__Exercise prompt__. All lines below containing the string "image" are to be copied.

_ _ _ _ _ _ _

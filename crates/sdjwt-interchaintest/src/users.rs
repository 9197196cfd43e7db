// Funded accounts for tests
use tracing::info;

use crate::chain::CosmosChain;
use crate::error::{HarnessError, Result};
use crate::sdjwt::validate_address;

const KEY_SUFFIX_LEN: usize = 3;

/// Account whose key lives in the chain nodes' keyrings
#[derive(Debug, Clone)]
pub struct TestUser {
    pub key_name: String,
    pub address: String,
    pub mnemonic: Option<String>,
}

impl TestUser {
    /// Name to pass as `--from`
    pub fn key_name(&self) -> &str {
        &self.key_name
    }

    pub fn formatted_address(&self) -> &str {
        &self.address
    }
}

/// Create `count` users named after `key_prefix` and send each `amount` from the faucet.
/// Keys are created on the first validator and imported on every other node.
pub async fn get_and_fund_test_users(
    chain: &CosmosChain,
    key_prefix: &str,
    amount: u64,
    count: usize,
) -> Result<Vec<TestUser>> {
    let prefix = &chain.config().chain.bech32_prefix;
    let mut users = Vec::with_capacity(count);

    for _ in 0..count {
        let suffix: String = (0..KEY_SUFFIX_LEN).map(|_| fastrand::lowercase()).collect();
        let key_name = format!("{}-{}", key_prefix, suffix);

        let key = chain.validators()[0].create_key(&key_name).await?;
        validate_address(&key.address, prefix)?;

        for node in chain.nodes().skip(1) {
            let mnemonic = key.mnemonic.as_deref().ok_or_else(|| {
                HarnessError::InvalidKey(format!("no mnemonic printed for key {}", key_name))
            })?;
            node.recover_key(&key_name, mnemonic).await?;
        }

        chain.send_funds(&key.address, amount).await?;
        info!("Funded {} ({}) with {}", key_name, key.address, amount);

        users.push(TestUser {
            key_name,
            address: key.address,
            mnemonic: key.mnemonic,
        });
    }

    Ok(users)
}
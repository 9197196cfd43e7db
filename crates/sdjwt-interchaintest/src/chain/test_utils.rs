// Test helpers for exercising docker-driven code without a docker daemon
use async_trait::async_trait;
use std::collections::VecDeque;
use std::sync::Mutex;

use super::docker::{CommandOutput, CommandRunner};
use crate::error::Result;

/// One invocation seen by [`RecordingRunner`]
#[derive(Debug, Clone)]
pub struct RecordedCall {
    pub program: String,
    pub args: Vec<String>,
    pub stdin: Option<Vec<u8>>,
}

impl RecordedCall {
    pub fn command_line(&self) -> String {
        format!("{} {}", self.program, self.args.join(" "))
    }
}

/// Records every command and replays scripted outputs in order.
/// Once the script is exhausted every command succeeds with empty output.
#[derive(Default)]
pub struct RecordingRunner {
    calls: Mutex<Vec<RecordedCall>>,
    responses: Mutex<VecDeque<CommandOutput>>,
}

impl RecordingRunner {
    pub fn new() -> Self {
        Self::default()
    }

    pub fn push_success(&self, stdout: &str) {
        self.responses.lock().unwrap().push_back(CommandOutput {
            status: Some(0),
            stdout: stdout.as_bytes().to_vec(),
            stderr: Vec::new(),
        });
    }

    pub fn push_failure(&self, stderr: &str) {
        self.responses.lock().unwrap().push_back(CommandOutput {
            status: Some(1),
            stdout: Vec::new(),
            stderr: stderr.as_bytes().to_vec(),
        });
    }

    pub fn calls(&self) -> Vec<RecordedCall> {
        self.calls.lock().unwrap().clone()
    }
}

#[async_trait]
impl CommandRunner for RecordingRunner {
    async fn run(
        &self,
        program: &str,
        args: &[String],
        stdin: Option<&[u8]>,
    ) -> Result<CommandOutput> {
        self.calls.lock().unwrap().push(RecordedCall {
            program: program.to_string(),
            args: args.to_vec(),
            stdin: stdin.map(<[u8]>::to_vec),
        });

        Ok(self
            .responses
            .lock()
            .unwrap()
            .pop_front()
            .unwrap_or(CommandOutput {
                status: Some(0),
                stdout: Vec::new(),
                stderr: Vec::new(),
            }))
    }
}
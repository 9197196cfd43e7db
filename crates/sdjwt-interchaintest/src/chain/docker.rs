// Docker CLI plumbing for chain containers
use async_trait::async_trait;
use std::path::Path;
use std::process::Stdio;
use std::sync::Arc;
use tokio::io::AsyncWriteExt;
use tokio::process::Command;
use tracing::{debug, warn};

use crate::context::CancelSignal;
use crate::error::{HarnessError, Result};

/// Label attached to every container and network the harness creates
pub const HARNESS_LABEL: &str = "sdjwt-interchaintest";

/// Captured result of a finished process
#[derive(Debug, Clone, Default)]
pub struct CommandOutput {
    pub status: Option<i32>,
    pub stdout: Vec<u8>,
    pub stderr: Vec<u8>,
}

impl CommandOutput {
    pub fn success(&self) -> bool {
        self.status == Some(0)
    }

    pub fn stdout_str(&self) -> String {
        String::from_utf8_lossy(&self.stdout).into_owned()
    }

    pub fn stderr_str(&self) -> String {
        String::from_utf8_lossy(&self.stderr).into_owned()
    }
}

/// Runs external programs; swapped for a recording runner in tests
#[async_trait]
pub trait CommandRunner: Send + Sync {
    async fn run(&self, program: &str, args: &[String], stdin: Option<&[u8]>)
        -> Result<CommandOutput>;
}

/// Runs programs as child processes, killed when the context is cancelled
pub struct ProcessRunner {
    cancel: Option<CancelSignal>,
}

impl ProcessRunner {
    pub fn new(cancel: CancelSignal) -> Self {
        Self {
            cancel: Some(cancel),
        }
    }

    /// Runner that ignores cancellation, used for teardown
    pub fn detached() -> Self {
        Self { cancel: None }
    }
}

#[async_trait]
impl CommandRunner for ProcessRunner {
    async fn run(
        &self,
        program: &str,
        args: &[String],
        stdin: Option<&[u8]>,
    ) -> Result<CommandOutput> {
        let describe = || format!("{} {}", program, args.join(" "));

        if self.cancel.as_ref().is_some_and(CancelSignal::is_cancelled) {
            return Err(HarnessError::Cancelled(describe()));
        }

        let mut command = Command::new(program);
        command
            .args(args)
            .stdin(if stdin.is_some() { Stdio::piped() } else { Stdio::null() })
            .stdout(Stdio::piped())
            .stderr(Stdio::piped())
            .kill_on_drop(true);

        let mut child = command.spawn()?;
        if let Some(input) = stdin {
            let mut pipe = child
                .stdin
                .take()
                .ok_or_else(|| HarnessError::UnexpectedOutput("child stdin unavailable".to_string()))?;
            pipe.write_all(input).await?;
            drop(pipe);
        }

        let output = match self.cancel.clone() {
            Some(mut cancel) => {
                tokio::select! {
                    output = child.wait_with_output() => output?,
                    _ = cancel.cancelled() => return Err(HarnessError::Cancelled(describe())),
                }
            }
            None => child.wait_with_output().await?,
        };

        Ok(CommandOutput {
            status: output.status.code(),
            stdout: output.stdout,
            stderr: output.stderr,
        })
    }
}

/// Options for a long-running node container
#[derive(Debug, Clone)]
pub struct ContainerSpec {
    pub name: String,
    pub image: String,
    pub network: String,
    /// Container ports published on an ephemeral loopback port
    pub published_ports: Vec<u16>,
    /// Value of the harness label, groups resources of one test
    pub owner: String,
}

/// Typed wrapper over the `docker` CLI
#[derive(Clone)]
pub struct DockerCli {
    runner: Arc<dyn CommandRunner>,
}

impl DockerCli {
    pub fn new(runner: Arc<dyn CommandRunner>) -> Self {
        Self { runner }
    }

    async fn docker(&self, args: Vec<String>, stdin: Option<&[u8]>) -> Result<CommandOutput> {
        debug!("docker {}", args.join(" "));
        let output = self.runner.run("docker", &args, stdin).await?;
        if !output.success() {
            return Err(HarnessError::Command {
                program: "docker".to_string(),
                args: args.join(" "),
                status: output
                    .status
                    .map(|code| format!("exit code {}", code))
                    .unwrap_or_else(|| "terminated by signal".to_string()),
                stderr: output.stderr_str().trim().to_string(),
            });
        }
        Ok(output)
    }

    /// Fail early when the docker daemon cannot be reached
    pub async fn check_available(&self) -> Result<()> {
        match self.docker(strings(&["version", "--format", "{{.Server.Version}}"]), None).await {
            Ok(output) => {
                debug!("Docker server version {}", output.stdout_str().trim());
                Ok(())
            }
            Err(e) => Err(HarnessError::DockerUnavailable(e.to_string())),
        }
    }

    pub async fn create_network(&self, name: &str, owner: &str) -> Result<()> {
        self.docker(
            strings(&["network", "create", "--label", &label(owner), name]),
            None,
        )
        .await?;
        Ok(())
    }

    pub async fn remove_network(&self, name: &str) -> Result<()> {
        self.docker(strings(&["network", "rm", name]), None).await?;
        Ok(())
    }

    /// Start a container that idles until commands are exec'd into it
    pub async fn run_idle(&self, spec: &ContainerSpec) -> Result<()> {
        let mut args = strings(&[
            "run",
            "-d",
            "--name",
            &spec.name,
            "--network",
            &spec.network,
            "--network-alias",
            &spec.name,
            "--label",
            &label(&spec.owner),
            "--user",
            "0:0",
        ]);
        for port in &spec.published_ports {
            args.push("-p".to_string());
            args.push(format!("127.0.0.1::{}", port));
        }
        args.extend(strings(&["--entrypoint", "sleep", &spec.image, "infinity"]));

        self.docker(args, None).await?;
        Ok(())
    }

    /// Run a command in a container and return its output, failing on non-zero exit
    pub async fn exec(&self, container: &str, cmd: &[String]) -> Result<CommandOutput> {
        let mut args = strings(&["exec", container]);
        args.extend_from_slice(cmd);
        self.docker(args, None).await
    }

    /// Like [`DockerCli::exec`] with `input` on the command's stdin
    pub async fn exec_with_stdin(
        &self,
        container: &str,
        cmd: &[String],
        input: &[u8],
    ) -> Result<CommandOutput> {
        let mut args = strings(&["exec", "-i", container]);
        args.extend_from_slice(cmd);
        self.docker(args, Some(input)).await
    }

    /// Start a command in the background inside a container
    pub async fn exec_detached(&self, container: &str, cmd: &[String]) -> Result<()> {
        let mut args = strings(&["exec", "-d", container]);
        args.extend_from_slice(cmd);
        self.docker(args, None).await?;
        Ok(())
    }

    pub async fn read_file(&self, container: &str, path: &str) -> Result<Vec<u8>> {
        Ok(self.exec(container, &strings(&["cat", path])).await?.stdout)
    }

    pub async fn write_file(&self, container: &str, path: &str, content: &[u8]) -> Result<()> {
        let script = format!("cat > '{}'", path);
        self.exec_with_stdin(container, &strings(&["sh", "-c", &script]), content)
            .await?;
        Ok(())
    }

    pub async fn copy_into(&self, local: &Path, container: &str, dest: &str) -> Result<()> {
        self.docker(
            vec![
                "cp".to_string(),
                local.to_string_lossy().into_owned(),
                format!("{}:{}", container, dest),
            ],
            None,
        )
        .await?;
        Ok(())
    }

    /// Loopback port docker mapped to a container port
    pub async fn host_port(&self, container: &str, port: u16) -> Result<u16> {
        let output = self
            .docker(strings(&["port", container, &format!("{}/tcp", port)]), None)
            .await?;
        parse_host_port(&output.stdout_str())
    }

    pub async fn remove_container(&self, name: &str) -> Result<()> {
        self.docker(strings(&["rm", "-f", "-v", name]), None).await?;
        Ok(())
    }
}

/// Blocking best-effort removal, used where no runtime is available (Drop)
pub fn force_remove_blocking(containers: &[String], network: &str) {
    for container in containers {
        let result = std::process::Command::new("docker")
            .args(["rm", "-f", "-v", container])
            .stdout(Stdio::null())
            .stderr(Stdio::null())
            .status();
        if let Err(e) = result {
            warn!("Failed to remove container {}: {}", container, e);
        }
    }
    let result = std::process::Command::new("docker")
        .args(["network", "rm", network])
        .stdout(Stdio::null())
        .stderr(Stdio::null())
        .status();
    if let Err(e) = result {
        warn!("Failed to remove network {}: {}", network, e);
    }
}

fn label(owner: &str) -> String {
    format!("{}={}", HARNESS_LABEL, owner)
}

pub(crate) fn strings(args: &[&str]) -> Vec<String> {
    args.iter().map(|s| s.to_string()).collect()
}

/// Parse `docker port` output such as `127.0.0.1:49153`
fn parse_host_port(output: &str) -> Result<u16> {
    output
        .lines()
        .filter_map(|line| line.trim().rsplit(':').next())
        .find_map(|port| port.parse::<u16>().ok())
        .ok_or_else(|| HarnessError::UnexpectedOutput(format!("no host port in {:?}", output)))
}

#[cfg(test)]
mod tests {
    use super::*;
    use crate::chain::test_utils::RecordingRunner;

    #[test]
    fn test_parse_host_port() {
        assert_eq!(parse_host_port("127.0.0.1:49153\n").unwrap(), 49153);
        assert_eq!(parse_host_port("0.0.0.0:32768\n[::]:32768\n").unwrap(), 32768);
        assert!(parse_host_port("").is_err());
    }

    #[tokio::test]
    async fn test_run_idle_arguments() {
        let runner = Arc::new(RecordingRunner::new());
        let docker = DockerCli::new(runner.clone());

        docker
            .run_idle(&ContainerSpec {
                name: "net-juno-val-0".to_string(),
                image: "ghcr.io/cosmoscontracts/juno:v17.0.0".to_string(),
                network: "net".to_string(),
                published_ports: vec![26657],
                owner: "juno-start".to_string(),
            })
            .await
            .unwrap();

        let calls = runner.calls();
        assert_eq!(calls.len(), 1);
        let line = calls[0].command_line();
        assert!(line.starts_with("docker run -d --name net-juno-val-0 --network net"));
        assert!(line.contains("--label sdjwt-interchaintest=juno-start"));
        assert!(line.contains("-p 127.0.0.1::26657"));
        assert!(line.ends_with("--entrypoint sleep ghcr.io/cosmoscontracts/juno:v17.0.0 infinity"));
    }

    #[tokio::test]
    async fn test_failed_command_reports_stderr() {
        let runner = Arc::new(RecordingRunner::new());
        runner.push_failure("Error: No such container: ghost");
        let docker = DockerCli::new(runner.clone());

        let err = docker.exec("ghost", &strings(&["true"])).await.unwrap_err();
        match err {
            HarnessError::Command { stderr, args, .. } => {
                assert_eq!(stderr, "Error: No such container: ghost");
                assert_eq!(args, "exec ghost true");
            }
            other => panic!("unexpected error {other:?}"),
        }
    }

    #[tokio::test]
    async fn test_write_file_pipes_stdin() {
        let runner = Arc::new(RecordingRunner::new());
        let docker = DockerCli::new(runner.clone());

        docker
            .write_file("node", "/home/config/genesis.json", b"{}")
            .await
            .unwrap();

        let calls = runner.calls();
        assert_eq!(
            calls[0].command_line(),
            "docker exec -i node sh -c cat > '/home/config/genesis.json'"
        );
        assert_eq!(calls[0].stdin.as_deref(), Some(b"{}".as_slice()));
    }

    #[tokio::test]
    async fn test_check_available_maps_errors() {
        let runner = Arc::new(RecordingRunner::new());
        runner.push_failure("Cannot connect to the Docker daemon");
        let docker = DockerCli::new(runner);

        let err = docker.check_available().await.unwrap_err();
        assert!(matches!(err, HarnessError::DockerUnavailable(_)));
    }

    #[tokio::test]
    async fn test_process_runner_refuses_after_cancel() {
        let context = crate::context::ChainContext::new();
        let runner = ProcessRunner::new(context.signal());
        context.cancel();

        let err = runner.run("true", &[], None).await.unwrap_err();
        assert!(matches!(err, HarnessError::Cancelled(_)));
    }

    #[tokio::test]
    async fn test_process_runner_captures_output() {
        let runner = ProcessRunner::detached();
        let output = runner
            .run("sh", &strings(&["-c", "read line; echo got:$line"]), Some(b"hello\n"))
            .await
            .unwrap();
        assert!(output.success());
        assert_eq!(output.stdout_str().trim(), "got:hello");
    }
}
// Error types for the chain harness
use std::time::Duration;
use thiserror::Error;

/// Errors that can occur while driving the test chain or decoding fixtures
#[derive(Error, Debug)]
pub enum HarnessError {
    #[error("Docker is not available: {0}")]
    DockerUnavailable(String),

    #[error("Command `{program} {args}` failed ({status}): {stderr}")]
    Command {
        program: String,
        args: String,
        status: String,
        stderr: String,
    },

    #[error("Operation cancelled: {0}")]
    Cancelled(String),

    #[error("Timed out after {}s waiting for {what}", .after.as_secs())]
    Timeout { what: String, after: Duration },

    #[error("Transaction {txhash} failed with code {code}: {raw_log}")]
    TxFailed {
        txhash: String,
        code: u32,
        raw_log: String,
    },

    #[error("Event attribute {event}.{attribute} not found in transaction {txhash}")]
    MissingEvent {
        txhash: String,
        event: String,
        attribute: String,
    },

    #[error("Code checksum mismatch for code {code_id}: local {local}, on chain {on_chain}")]
    ChecksumMismatch {
        code_id: u64,
        local: String,
        on_chain: String,
    },

    #[error("Invalid address {address}: {reason}")]
    InvalidAddress { address: String, reason: String },

    #[error("Invalid payload: {0}")]
    InvalidPayload(String),

    #[error("Invalid key material: {0}")]
    InvalidKey(String),

    #[error("Configuration error: {0}")]
    Config(String),

    #[error("Unexpected chain output: {0}")]
    UnexpectedOutput(String),

    #[error("JSON error: {0}")]
    Json(#[from] serde_json::Error),

    #[error("TOML decode error: {0}")]
    TomlDecode(#[from] toml::de::Error),

    #[error("TOML encode error: {0}")]
    TomlEncode(#[from] toml::ser::Error),

    #[error("IO error: {0}")]
    Io(#[from] std::io::Error),

    #[error("HTTP error: {0}")]
    Http(#[from] reqwest::Error),
}

impl From<config::ConfigError> for HarnessError {
    fn from(err: config::ConfigError) -> Self {
        HarnessError::Config(err.to_string())
    }
}

pub type Result<T> = std::result::Result<T, HarnessError>;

_ _ _ _ _ _ _

__Solution for this task__.
    pub image: String,
        args.extend(strings(&["--entrypoint", "sleep", &spec.image, "infinity"]));
                image: "ghcr.io/cosmoscontracts/juno:v17.0.0".to_string(),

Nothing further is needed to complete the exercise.